I met her glance and then looked away. Nothing meant anything to him, that was the problem, the tragedy--that and the fact that his spinal cord had suffered an injury that could leave him paralyzed for life, quadriplegic. Thinking that way, though, that my visiting would mean nothing, made me feel churlish, a dweller on the bad side.


She was staring at me, her still-young face lined with concern. Of course I'll go, I wanted to say. I wanted to take my thumbs and run them over her forehead and cheeks. When I spoke, though, I sounded distant, even to myself. I said, "I have to work, but I'll go afterward."

She nodded, then reached across the table and took hold of my left hand. She touched the tiny diamond on my ring finger. "Michael was so happy the day he bought this, it was like something he'd made at school, he was so proud. Julie made a remark, about how it wasn't that big or something, and his face just fell. He got that hangdog look on his face and he said to me, 'Mom, do you think Carrie'll like it?' " She let go of my hand. " 'Do you think Carrie'll like it?' He loves you very much, dear."

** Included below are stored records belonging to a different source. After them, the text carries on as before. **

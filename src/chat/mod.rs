//! Chat application module for interactive conversations with file context.
//!
//! This module provides the REPL chat interface built on top of the
//! attachment and conversation primitives. It supports:
//!
//! - Attaching local files (text inline, binary as base64) with `/attach`
//! - Listing attachments with `/list`
//! - Full-history chat turns against any [`CompletionService`](crate::CompletionService)
//! - Token usage reporting after every turn
//!
//! # Architecture
//!
//! - [`config`]: CLI argument parsing and configuration
//! - [`session`]: Session state and the per-transition operations
//! - [`commands`]: Slash command parsing
//! - [`render`]: Output rendering
//! - [`repl`]: The input loop and dispatch

mod commands;
mod config;
mod render;
mod repl;
mod session;

pub use commands::{ChatCommand, help_text, parse_command};
pub use config::{ChatArgs, ChatConfig};
pub use render::{BufferRenderer, PlainTextRenderer, Renderer, format_usage};
pub use repl::{
    Control, Input, LineReader, PROMPT, RustylineReader, Step, classify, dispatch, print_banner,
    run,
};
pub use session::{ChatSession, SessionStats};
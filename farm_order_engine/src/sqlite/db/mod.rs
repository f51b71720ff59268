//! # SQLite database methods
//!
//! This module contains "low-level" SQLite database interactions.
//!
//! All these interactions are simple functions (rather than stateful structs) that accept a `&mut SqliteConnection`
//! argument. Callers can obtain a connection from a pool, or open a transaction as the need arises, and call through
//! to the functions without any other changes.
use std::{env, str::FromStr, time::Duration};

use log::info;
use sqlx::{
    sqlite::{SqliteConnectOptions, SqliteJournalMode, SqlitePoolOptions},
    Error as SqlxError,
    SqlitePool,
};

pub mod amendments;
pub mod discounts;
pub mod integrity;
pub mod inventory;
pub mod orders;
pub mod payments;
pub mod reminders;

const SQLITE_DB_URL: &str = "sqlite://data/farm_orders.db";

pub fn db_url() -> String {
    let result = env::var("FARM_DATABASE_URL").unwrap_or_else(|_| {
        info!("🗃️ FARM_DATABASE_URL is not set. Using the default.");
        SQLITE_DB_URL.to_string()
    });
    info!("🗃️ Using database URL: {result}");
    result
}

pub async fn new_pool(url: &str, max_connections: u32) -> Result<SqlitePool, SqlxError> {
    let options = SqliteConnectOptions::from_str(url)?
        .create_if_missing(true)
        .foreign_keys(true)
        .journal_mode(SqliteJournalMode::Wal)
        .busy_timeout(Duration::from_secs(10));
    let pool = SqlitePoolOptions::new().max_connections(max_connections).connect_with(options).await?;
    Ok(pool)
}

I looked away from her. "I know."

We drank our tea silently. After a while I told her I wanted to go up to his room, and I climbed the stairs and turned down the hall, going past framed photographs of all three Mayer kids, school pictures mixed in with casual shots, two or three of Mike in hockey gear, his helmet off so you could see his wide grin.

At his door I hesitated, then went in. There was a musty, unused smell, and I wondered, with the air conditioning going so strong, if his windows had been opened at all since the accident. I crossed to the bed and sat down, running my fingers up and down the ribbed blue bedspread. On his bedside table there was a picture of me from high school graduation, and I picked it up and looked at it. It was a familiar picture, but the girl in it seemed only tenuously connected to who I was now. Her hair was up in a way I never wore my hair anymore, and she wore more eyeliner than I'd had on in ages, but mostly she looked sure of herself, sure she'd stay on Mike's bedside table for years and years and be happy about it.

Mike had never left home, and his room bore traces of all the different stages of him I'd known: trophies next to textbooks next to the briefcase he'd begun carrying the year before, when he started working. He had a job in new accounts at a bank near the Capitol, and as I looked around I thought of how he'd been talking lately of finally moving out, saying that since he was making good money he should get an apartment, teach himself domestic life so he wouldn't sabotage our marriage. Three or four times he'd said it, and I'd never responded. It killed me to think of it now: Mike trolling for something--just Good idea or No, better keep saving your money--and how I gave him nothing. Not even a wedding date: I deflected that question, too. Later, I kept thinking. Next year, the year after. Or I tried not to think about it at all.

I set the picture back on the bedside table, on the precise spot where it always stood. Then I lifted Mike's pillow to my face and breathed in his smell, a mixture of Dial and Right Guard and a clothes-and-body smell that was simply him.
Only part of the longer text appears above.